## Your goal
State the number of lines that hold "details" in the records below, with no other words.

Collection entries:
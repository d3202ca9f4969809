//! # Requests
//!
//! The boundary input contract: an operation name plus its arguments, as they
//! arrive from JSON. Every argument is nullable here, because JSON callers can
//! omit or null any field. The typed [`TodozApi`] cannot express a missing
//! argument, so this layer reports it as an `InvalidInput` failure.
//!
//! ```text
//! {"op": "registerUser", "email": "alice@example.com", "password": "password123"}
//! {"op": "updateTodo", "userId": "...", "todoId": "...", "status": "COMPLETED"}
//! ```
//!
//! A missing field is reported at the point where the operation would have
//! checked that field. For user-scoped operations that means `userId`
//! presence, then user existence, then the remaining fields. Registration
//! checks the email completely before looking at the password. A password
//! change treats a missing old password as a mismatch and only asks for the
//! new one after the old one has been accepted.

use crate::api::{TodoFilter, TodozApi};
use crate::commands::helpers::validate_email;
use crate::error::{ErrorKind, Result, TodozError};
use crate::model::{TodoPatch, TodoStatus};
use crate::outcome::Outcome;
use crate::store::DataStore;
use serde::Deserialize;
use tracing::debug;
use uuid::Uuid;

#[derive(Debug, Clone, PartialEq, Eq, Deserialize)]
#[serde(tag = "op", rename_all = "camelCase", rename_all_fields = "camelCase")]
pub enum Request {
    RegisterUser {
        email: Option<String>,
        password: Option<String>,
    },
    LoginUser {
        email: Option<String>,
        password: Option<String>,
    },
    UpdatePassword {
        user_id: Option<Uuid>,
        old_password: Option<String>,
        new_password: Option<String>,
    },
    AddTodo {
        user_id: Option<Uuid>,
        title: Option<String>,
        details: Option<String>,
    },
    UpdateTodo {
        user_id: Option<Uuid>,
        todo_id: Option<Uuid>,
        title: Option<String>,
        details: Option<String>,
        status: Option<TodoStatus>,
    },
    DeleteTodo {
        user_id: Option<Uuid>,
        todo_id: Option<Uuid>,
    },
    GetAllTodos {
        user_id: Option<Uuid>,
    },
    GetActiveTodos {
        user_id: Option<Uuid>,
    },
    GetCompletedTodos {
        user_id: Option<Uuid>,
    },
    SearchTodos {
        user_id: Option<Uuid>,
        query: Option<String>,
    },
}

impl Request {
    pub fn parse(line: &str) -> Result<Self> {
        Ok(serde_json::from_str(line)?)
    }

    pub fn operation(&self) -> &'static str {
        match self {
            Request::RegisterUser { .. } => "registerUser",
            Request::LoginUser { .. } => "loginUser",
            Request::UpdatePassword { .. } => "updatePassword",
            Request::AddTodo { .. } => "addTodo",
            Request::UpdateTodo { .. } => "updateTodo",
            Request::DeleteTodo { .. } => "deleteTodo",
            Request::GetAllTodos { .. } => "getAllTodos",
            Request::GetActiveTodos { .. } => "getActiveTodos",
            Request::GetCompletedTodos { .. } => "getCompletedTodos",
            Request::SearchTodos { .. } => "searchTodos",
        }
    }

    pub fn dispatch<S: DataStore>(self, api: &mut TodozApi<S>) -> Outcome {
        match self.try_dispatch(api) {
            Ok(outcome) => outcome,
            Err(err) => Outcome::Failure(err.into()),
        }
    }

    fn try_dispatch<S: DataStore>(self, api: &mut TodozApi<S>) -> Result<Outcome> {
        let outcome = match self {
            Request::RegisterUser { email, password } => {
                let email = required(email, "Email")?;
                validate_email(&email)?;
                let password = required(password, "Password")?;
                api.register_user(&email, &password)
            }
            Request::LoginUser { email, password } => {
                let email = required(email, "Email")?;
                let password = required(password, "Password")?;
                api.login_user(&email, &password)
            }
            Request::UpdatePassword {
                user_id,
                old_password,
                new_password,
            } => {
                let user_id = existing_user(api, user_id)?;
                api.change_password(&user_id, old_password.as_deref(), new_password.as_deref())
            }
            Request::AddTodo {
                user_id,
                title,
                details,
            } => {
                let user_id = existing_user(api, user_id)?;
                let title = required(title, "Todo title")?;
                api.add_todo(&user_id, &title, details.as_deref())
            }
            Request::UpdateTodo {
                user_id,
                todo_id,
                title,
                details,
                status,
            } => {
                let user_id = existing_user(api, user_id)?;
                let todo_id = required(todo_id, "Todo ID")?;
                let patch = TodoPatch {
                    title,
                    details,
                    status,
                };
                api.update_todo(&user_id, &todo_id, &patch)
            }
            Request::DeleteTodo { user_id, todo_id } => {
                let user_id = existing_user(api, user_id)?;
                let todo_id = required(todo_id, "Todo ID")?;
                api.delete_todo(&user_id, &todo_id)
            }
            Request::GetAllTodos { user_id } => {
                api.list_todos(&existing_user(api, user_id)?, TodoFilter::All)
            }
            Request::GetActiveTodos { user_id } => {
                api.list_todos(&existing_user(api, user_id)?, TodoFilter::Active)
            }
            Request::GetCompletedTodos { user_id } => {
                api.list_todos(&existing_user(api, user_id)?, TodoFilter::Completed)
            }
            Request::SearchTodos { user_id, query } => {
                let user_id = existing_user(api, user_id)?;
                let query = required(query, "Search query")?;
                api.search_todos(&user_id, &query)
            }
        };
        Ok(outcome)
    }
}

/// Parse one JSON line and run it. Malformed input becomes a failed outcome.
pub fn handle_line<S: DataStore>(api: &mut TodozApi<S>, line: &str) -> Outcome {
    match Request::parse(line) {
        Ok(request) => {
            debug!(op = request.operation(), "dispatching request");
            request.dispatch(api)
        }
        Err(err) => Outcome::failure(
            ErrorKind::InvalidInput,
            format!("Invalid request: {}", err),
        ),
    }
}

fn required<T>(value: Option<T>, label: &str) -> Result<T> {
    value.ok_or_else(|| TodozError::invalid(format!("{} cannot be null.", label)))
}

fn existing_user<S: DataStore>(api: &TodozApi<S>, user_id: Option<Uuid>) -> Result<Uuid> {
    let user_id = required(user_id, "User ID")?;
    if !api.user_exists(&user_id) {
        return Err(TodozError::UserNotFound(user_id));
    }
    Ok(user_id)
}

#[cfg(test)]
mod tests {
    use super::*;
    use serde_json::json;

    fn request(value: serde_json::Value) -> Request {
        serde_json::from_value(value).unwrap()
    }

    #[test]
    fn parses_camel_case_operations_and_fields() {
        let id = Uuid::new_v4();
        let parsed = request(json!({
            "op": "updateTodo",
            "userId": id,
            "todoId": id,
            "status": "COMPLETED"
        }));
        assert_eq!(
            parsed,
            Request::UpdateTodo {
                user_id: Some(id),
                todo_id: Some(id),
                title: None,
                details: None,
                status: Some(TodoStatus::Completed),
            }
        );
        assert_eq!(parsed.operation(), "updateTodo");
    }

    #[test]
    fn explicit_null_is_the_same_as_missing() {
        let parsed = request(json!({"op": "registerUser", "email": null}));
        assert_eq!(
            parsed,
            Request::RegisterUser {
                email: None,
                password: None
            }
        );
    }

    #[test]
    fn missing_fields_report_null() {
        let mut api = TodozApi::in_memory();
        let outcome = request(json!({"op": "registerUser", "password": "password123"}))
            .dispatch(&mut api);
        assert_eq!(outcome.message(), Some("Email cannot be null."));
        assert_eq!(outcome.kind(), Some(ErrorKind::InvalidInput));
    }

    #[test]
    fn user_is_resolved_before_other_nulls() {
        let mut api = TodozApi::in_memory();
        let outcome = request(json!({"op": "addTodo", "userId": Uuid::new_v4()}))
            .dispatch(&mut api);
        assert_eq!(outcome.kind(), Some(ErrorKind::NotFound));
    }

    #[test]
    fn null_title_after_user_resolution() {
        let mut api = TodozApi::in_memory();
        let user = api
            .register_user("alice@example.com", "password123")
            .user_id()
            .unwrap();
        let outcome = request(json!({"op": "addTodo", "userId": user})).dispatch(&mut api);
        assert_eq!(outcome.message(), Some("Todo title cannot be null."));
    }

    #[test]
    fn missing_query_is_rejected() {
        let mut api = TodozApi::in_memory();
        let user = api
            .register_user("alice@example.com", "password123")
            .user_id()
            .unwrap();
        let outcome = request(json!({"op": "searchTodos", "userId": user})).dispatch(&mut api);
        assert_eq!(outcome.message(), Some("Search query cannot be null."));
    }

    #[test]
    fn malformed_lines_become_failures() {
        let mut api = TodozApi::in_memory();
        let outcome = handle_line(&mut api, "{not json");
        assert_eq!(outcome.kind(), Some(ErrorKind::InvalidInput));
        assert!(outcome.message().unwrap().starts_with("Invalid request:"));

        let outcome = handle_line(&mut api, r#"{"op": "dropDatabase"}"#);
        assert!(!outcome.is_success());
    }

    #[test]
    fn full_round_through_requests() {
        let mut api = TodozApi::in_memory();
        let user = handle_line(
            &mut api,
            r#"{"op":"registerUser","email":"alice@example.com","password":"password123"}"#,
        )
        .user_id()
        .unwrap();

        let line = json!({"op": "addTodo", "userId": user, "title": "Buy Groceries"}).to_string();
        let todo = handle_line(&mut api, &line).todo().unwrap().id;

        let line = json!({"op": "updateTodo", "userId": user, "todoId": todo, "status": "completed"})
            .to_string();
        assert!(handle_line(&mut api, &line).is_success());

        let line = json!({"op": "getCompletedTodos", "userId": user}).to_string();
        assert_eq!(handle_line(&mut api, &line).todos().len(), 1);
    }

    #[test]
    fn registration_checks_the_email_before_the_password() {
        let mut api = TodozApi::in_memory();
        let outcome = handle_line(
            &mut api,
            r#"{"op":"registerUser","email":"","password":null}"#,
        );
        assert_eq!(outcome.message(), Some("Email cannot be empty."));

        let outcome = handle_line(&mut api, r#"{"op":"registerUser","email":"nope"}"#);
        assert_eq!(outcome.message(), Some("Email must contain '@'."));

        let outcome = handle_line(
            &mut api,
            r#"{"op":"registerUser","email":"alice@example.com"}"#,
        );
        assert_eq!(outcome.message(), Some("Password cannot be null."));
    }

    #[test]
    fn password_change_checks_the_old_password_first() {
        let mut api = TodozApi::in_memory();
        let user = api
            .register_user("alice@example.com", "password123")
            .user_id()
            .unwrap();

        let wrong_old = json!({"op": "updatePassword", "userId": user, "oldPassword": "nope"});
        let outcome = request(wrong_old).dispatch(&mut api);
        assert_eq!(outcome.message(), Some("Old password does not match."));
        assert_eq!(outcome.kind(), Some(ErrorKind::Unauthorized));

        let no_old = json!({"op": "updatePassword", "userId": user, "newPassword": "new-secret"});
        let outcome = request(no_old).dispatch(&mut api);
        assert_eq!(outcome.message(), Some("Old password does not match."));

        let no_new = json!({"op": "updatePassword", "userId": user, "oldPassword": "password123"});
        let outcome = request(no_new).dispatch(&mut api);
        assert_eq!(outcome.message(), Some("New password cannot be null."));

        assert!(api.login_user("alice@example.com", "password123").is_success());
    }
}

## Exercise output
7